§ The task:
Reproduce the entries shown below only from the line with "SQLite cache database." down to the line with "timeout in milliseconds.", keeping both end lines and copying each one exactly.

Saved data entries:
========================

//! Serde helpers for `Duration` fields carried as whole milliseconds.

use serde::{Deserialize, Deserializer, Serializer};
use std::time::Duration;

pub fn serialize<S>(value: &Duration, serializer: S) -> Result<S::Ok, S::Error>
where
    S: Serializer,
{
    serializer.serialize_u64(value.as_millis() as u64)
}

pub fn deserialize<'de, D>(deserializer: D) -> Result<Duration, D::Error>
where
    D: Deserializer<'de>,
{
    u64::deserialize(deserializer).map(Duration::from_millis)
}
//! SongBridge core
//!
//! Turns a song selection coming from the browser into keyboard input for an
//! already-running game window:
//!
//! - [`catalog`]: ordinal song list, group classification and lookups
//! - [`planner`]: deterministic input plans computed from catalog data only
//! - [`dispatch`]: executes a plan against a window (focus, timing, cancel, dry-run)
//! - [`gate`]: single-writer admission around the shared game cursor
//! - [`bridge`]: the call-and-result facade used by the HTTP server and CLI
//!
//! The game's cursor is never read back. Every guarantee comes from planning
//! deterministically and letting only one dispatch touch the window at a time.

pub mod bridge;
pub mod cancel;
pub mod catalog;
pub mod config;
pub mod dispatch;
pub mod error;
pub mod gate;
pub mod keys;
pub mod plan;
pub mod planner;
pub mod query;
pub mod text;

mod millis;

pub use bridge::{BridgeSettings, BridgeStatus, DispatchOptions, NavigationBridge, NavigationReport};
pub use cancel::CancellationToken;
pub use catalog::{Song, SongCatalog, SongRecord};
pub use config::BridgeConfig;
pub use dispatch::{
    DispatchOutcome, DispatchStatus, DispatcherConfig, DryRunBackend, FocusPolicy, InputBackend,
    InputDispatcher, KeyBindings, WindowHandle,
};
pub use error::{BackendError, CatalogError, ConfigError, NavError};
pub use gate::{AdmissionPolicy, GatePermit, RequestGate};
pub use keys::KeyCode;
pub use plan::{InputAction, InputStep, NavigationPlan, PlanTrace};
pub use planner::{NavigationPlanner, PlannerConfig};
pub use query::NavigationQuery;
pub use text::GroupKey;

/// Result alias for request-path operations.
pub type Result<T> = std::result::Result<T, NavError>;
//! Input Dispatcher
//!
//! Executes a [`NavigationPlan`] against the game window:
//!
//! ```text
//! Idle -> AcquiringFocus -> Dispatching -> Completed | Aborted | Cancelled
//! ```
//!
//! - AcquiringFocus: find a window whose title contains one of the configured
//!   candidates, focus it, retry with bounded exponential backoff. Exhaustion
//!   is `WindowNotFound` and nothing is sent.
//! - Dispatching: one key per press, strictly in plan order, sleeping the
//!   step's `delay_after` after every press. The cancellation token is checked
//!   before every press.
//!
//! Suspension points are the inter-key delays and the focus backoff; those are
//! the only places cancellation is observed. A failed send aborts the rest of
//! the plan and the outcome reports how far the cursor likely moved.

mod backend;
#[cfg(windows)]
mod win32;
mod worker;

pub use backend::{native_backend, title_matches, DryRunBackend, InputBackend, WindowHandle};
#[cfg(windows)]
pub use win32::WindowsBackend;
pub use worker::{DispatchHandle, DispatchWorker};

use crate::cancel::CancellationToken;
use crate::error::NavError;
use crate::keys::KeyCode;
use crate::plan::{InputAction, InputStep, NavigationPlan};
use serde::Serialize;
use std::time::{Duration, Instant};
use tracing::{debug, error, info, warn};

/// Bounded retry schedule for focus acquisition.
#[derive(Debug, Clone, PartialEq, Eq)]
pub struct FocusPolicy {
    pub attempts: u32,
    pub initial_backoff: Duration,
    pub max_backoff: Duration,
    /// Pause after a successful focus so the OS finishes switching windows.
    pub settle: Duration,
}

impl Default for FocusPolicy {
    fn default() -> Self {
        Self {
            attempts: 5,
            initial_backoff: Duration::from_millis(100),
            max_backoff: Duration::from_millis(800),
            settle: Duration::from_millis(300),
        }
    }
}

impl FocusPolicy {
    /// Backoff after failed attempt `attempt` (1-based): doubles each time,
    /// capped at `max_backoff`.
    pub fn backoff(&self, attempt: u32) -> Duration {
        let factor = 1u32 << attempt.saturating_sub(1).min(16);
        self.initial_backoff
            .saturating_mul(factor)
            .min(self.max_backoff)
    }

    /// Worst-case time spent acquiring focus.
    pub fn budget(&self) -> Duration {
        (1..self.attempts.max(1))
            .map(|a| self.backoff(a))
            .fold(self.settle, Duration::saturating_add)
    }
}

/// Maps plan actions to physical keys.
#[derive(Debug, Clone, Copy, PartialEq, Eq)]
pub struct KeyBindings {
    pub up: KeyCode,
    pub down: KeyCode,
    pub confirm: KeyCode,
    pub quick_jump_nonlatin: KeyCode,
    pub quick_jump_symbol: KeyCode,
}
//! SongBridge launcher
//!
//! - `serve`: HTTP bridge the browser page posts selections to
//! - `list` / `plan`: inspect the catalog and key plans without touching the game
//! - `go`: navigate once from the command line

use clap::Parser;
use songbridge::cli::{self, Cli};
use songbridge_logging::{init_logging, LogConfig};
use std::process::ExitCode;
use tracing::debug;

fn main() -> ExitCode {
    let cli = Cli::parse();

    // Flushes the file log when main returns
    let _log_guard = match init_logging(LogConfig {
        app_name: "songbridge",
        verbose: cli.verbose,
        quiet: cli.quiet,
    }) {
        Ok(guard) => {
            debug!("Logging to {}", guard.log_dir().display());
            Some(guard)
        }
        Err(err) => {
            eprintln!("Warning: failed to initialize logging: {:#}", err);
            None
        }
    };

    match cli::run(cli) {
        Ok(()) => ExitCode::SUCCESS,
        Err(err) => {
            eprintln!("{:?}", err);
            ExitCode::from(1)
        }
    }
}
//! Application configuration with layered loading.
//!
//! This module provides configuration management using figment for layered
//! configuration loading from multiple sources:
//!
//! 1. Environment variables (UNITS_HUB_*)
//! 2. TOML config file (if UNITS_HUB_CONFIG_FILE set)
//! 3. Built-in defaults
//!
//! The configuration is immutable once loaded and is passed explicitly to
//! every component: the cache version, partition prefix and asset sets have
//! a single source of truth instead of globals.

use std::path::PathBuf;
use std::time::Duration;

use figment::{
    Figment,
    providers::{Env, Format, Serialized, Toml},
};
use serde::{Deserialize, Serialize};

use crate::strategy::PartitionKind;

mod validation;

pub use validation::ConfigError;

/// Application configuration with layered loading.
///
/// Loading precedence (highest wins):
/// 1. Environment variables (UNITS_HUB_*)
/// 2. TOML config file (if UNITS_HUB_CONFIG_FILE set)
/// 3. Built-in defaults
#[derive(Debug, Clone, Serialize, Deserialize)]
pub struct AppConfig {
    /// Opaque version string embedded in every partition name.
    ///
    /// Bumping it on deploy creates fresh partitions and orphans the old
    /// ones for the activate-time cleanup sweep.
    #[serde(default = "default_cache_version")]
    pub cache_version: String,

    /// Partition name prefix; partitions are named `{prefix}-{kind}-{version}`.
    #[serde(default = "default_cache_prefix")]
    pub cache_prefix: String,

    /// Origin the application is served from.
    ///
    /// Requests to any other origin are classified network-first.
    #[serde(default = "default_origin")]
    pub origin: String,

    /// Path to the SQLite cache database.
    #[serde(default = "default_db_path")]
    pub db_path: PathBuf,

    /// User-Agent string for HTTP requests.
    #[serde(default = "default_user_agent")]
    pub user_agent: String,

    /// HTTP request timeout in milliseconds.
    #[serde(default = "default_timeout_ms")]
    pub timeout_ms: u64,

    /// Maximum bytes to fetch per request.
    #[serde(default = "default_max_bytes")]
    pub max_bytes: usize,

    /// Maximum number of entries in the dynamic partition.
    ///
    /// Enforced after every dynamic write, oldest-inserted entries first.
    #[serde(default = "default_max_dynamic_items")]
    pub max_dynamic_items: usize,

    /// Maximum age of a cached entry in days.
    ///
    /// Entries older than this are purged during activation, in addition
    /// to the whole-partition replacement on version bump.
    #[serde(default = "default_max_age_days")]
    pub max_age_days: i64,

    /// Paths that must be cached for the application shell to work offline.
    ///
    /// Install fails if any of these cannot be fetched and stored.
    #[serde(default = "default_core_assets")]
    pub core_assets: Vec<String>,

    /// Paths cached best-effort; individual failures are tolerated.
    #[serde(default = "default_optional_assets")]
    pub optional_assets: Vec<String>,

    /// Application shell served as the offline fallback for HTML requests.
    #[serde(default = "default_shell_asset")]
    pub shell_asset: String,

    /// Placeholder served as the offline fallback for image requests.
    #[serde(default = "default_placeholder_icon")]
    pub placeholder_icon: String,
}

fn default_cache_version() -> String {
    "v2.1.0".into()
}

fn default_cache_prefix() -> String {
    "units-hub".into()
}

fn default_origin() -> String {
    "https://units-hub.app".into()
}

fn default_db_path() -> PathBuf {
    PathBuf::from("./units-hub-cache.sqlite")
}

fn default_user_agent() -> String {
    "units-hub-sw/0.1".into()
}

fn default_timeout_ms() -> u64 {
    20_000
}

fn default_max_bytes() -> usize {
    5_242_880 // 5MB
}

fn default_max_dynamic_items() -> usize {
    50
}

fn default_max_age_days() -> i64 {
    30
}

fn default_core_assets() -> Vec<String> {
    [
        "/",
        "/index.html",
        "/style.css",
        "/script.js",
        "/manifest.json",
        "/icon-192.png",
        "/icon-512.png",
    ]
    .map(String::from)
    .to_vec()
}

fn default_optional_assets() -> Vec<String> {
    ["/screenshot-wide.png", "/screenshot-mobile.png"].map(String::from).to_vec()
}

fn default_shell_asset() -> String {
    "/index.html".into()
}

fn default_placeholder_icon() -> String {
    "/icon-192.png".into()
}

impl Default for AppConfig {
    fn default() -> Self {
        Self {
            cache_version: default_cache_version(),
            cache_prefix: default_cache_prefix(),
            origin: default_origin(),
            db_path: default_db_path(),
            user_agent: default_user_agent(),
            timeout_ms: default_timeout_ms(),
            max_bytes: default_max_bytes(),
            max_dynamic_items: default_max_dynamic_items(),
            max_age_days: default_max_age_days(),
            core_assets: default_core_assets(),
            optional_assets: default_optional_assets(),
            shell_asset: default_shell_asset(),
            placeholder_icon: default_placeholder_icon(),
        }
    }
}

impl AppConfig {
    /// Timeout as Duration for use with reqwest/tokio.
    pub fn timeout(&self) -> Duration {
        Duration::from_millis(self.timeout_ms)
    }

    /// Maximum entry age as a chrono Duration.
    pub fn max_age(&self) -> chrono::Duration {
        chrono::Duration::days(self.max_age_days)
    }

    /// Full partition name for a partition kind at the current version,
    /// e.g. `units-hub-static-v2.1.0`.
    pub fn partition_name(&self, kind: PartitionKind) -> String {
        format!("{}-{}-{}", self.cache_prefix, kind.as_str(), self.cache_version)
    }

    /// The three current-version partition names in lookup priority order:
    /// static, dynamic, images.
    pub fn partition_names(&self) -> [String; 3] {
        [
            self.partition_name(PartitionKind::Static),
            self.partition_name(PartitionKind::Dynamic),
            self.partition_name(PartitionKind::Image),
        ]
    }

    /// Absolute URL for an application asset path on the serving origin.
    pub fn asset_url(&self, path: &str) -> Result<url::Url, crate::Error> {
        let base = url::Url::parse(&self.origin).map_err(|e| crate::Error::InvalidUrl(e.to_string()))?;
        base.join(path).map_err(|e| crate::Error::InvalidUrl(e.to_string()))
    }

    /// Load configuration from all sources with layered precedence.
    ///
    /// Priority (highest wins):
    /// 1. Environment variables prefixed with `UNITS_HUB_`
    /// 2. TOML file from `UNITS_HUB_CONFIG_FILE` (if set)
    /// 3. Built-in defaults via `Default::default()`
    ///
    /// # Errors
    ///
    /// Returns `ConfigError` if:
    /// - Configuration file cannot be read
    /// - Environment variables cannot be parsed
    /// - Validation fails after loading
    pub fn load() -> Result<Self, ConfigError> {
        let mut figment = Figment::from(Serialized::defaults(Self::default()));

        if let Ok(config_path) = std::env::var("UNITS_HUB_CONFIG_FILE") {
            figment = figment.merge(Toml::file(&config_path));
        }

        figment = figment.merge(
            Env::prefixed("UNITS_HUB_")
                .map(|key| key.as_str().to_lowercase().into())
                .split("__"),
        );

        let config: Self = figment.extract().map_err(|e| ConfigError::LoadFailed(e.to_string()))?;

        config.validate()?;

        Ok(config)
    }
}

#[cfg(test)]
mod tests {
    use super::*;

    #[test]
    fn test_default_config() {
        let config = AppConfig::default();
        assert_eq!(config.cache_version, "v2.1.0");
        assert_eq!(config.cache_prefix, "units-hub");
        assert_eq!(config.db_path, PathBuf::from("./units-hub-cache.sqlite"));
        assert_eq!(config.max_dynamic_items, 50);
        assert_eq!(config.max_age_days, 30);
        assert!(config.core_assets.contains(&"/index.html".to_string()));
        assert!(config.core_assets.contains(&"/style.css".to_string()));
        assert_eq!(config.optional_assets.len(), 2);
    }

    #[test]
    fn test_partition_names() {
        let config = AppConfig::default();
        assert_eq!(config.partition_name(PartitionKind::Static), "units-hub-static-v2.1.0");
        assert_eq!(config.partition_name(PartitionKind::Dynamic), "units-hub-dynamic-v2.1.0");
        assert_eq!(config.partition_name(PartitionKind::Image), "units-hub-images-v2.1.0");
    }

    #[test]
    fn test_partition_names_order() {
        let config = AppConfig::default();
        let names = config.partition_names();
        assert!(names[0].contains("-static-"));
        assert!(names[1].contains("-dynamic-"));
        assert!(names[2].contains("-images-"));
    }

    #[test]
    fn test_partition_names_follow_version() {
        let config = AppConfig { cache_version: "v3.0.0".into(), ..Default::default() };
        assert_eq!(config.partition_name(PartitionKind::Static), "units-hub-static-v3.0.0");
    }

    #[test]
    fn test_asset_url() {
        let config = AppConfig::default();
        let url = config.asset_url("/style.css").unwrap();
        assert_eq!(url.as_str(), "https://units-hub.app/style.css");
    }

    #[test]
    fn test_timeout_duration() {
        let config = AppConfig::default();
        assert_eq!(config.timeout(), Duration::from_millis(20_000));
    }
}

========================

§ The completed task:
    /// Path to the SQLite cache database.
    #[serde(default = "default_db_path")]
    pub db_path: PathBuf,

    /// User-Agent string for HTTP requests.
    #[serde(default = "default_user_agent")]
    pub user_agent: String,

    /// HTTP request timeout in milliseconds.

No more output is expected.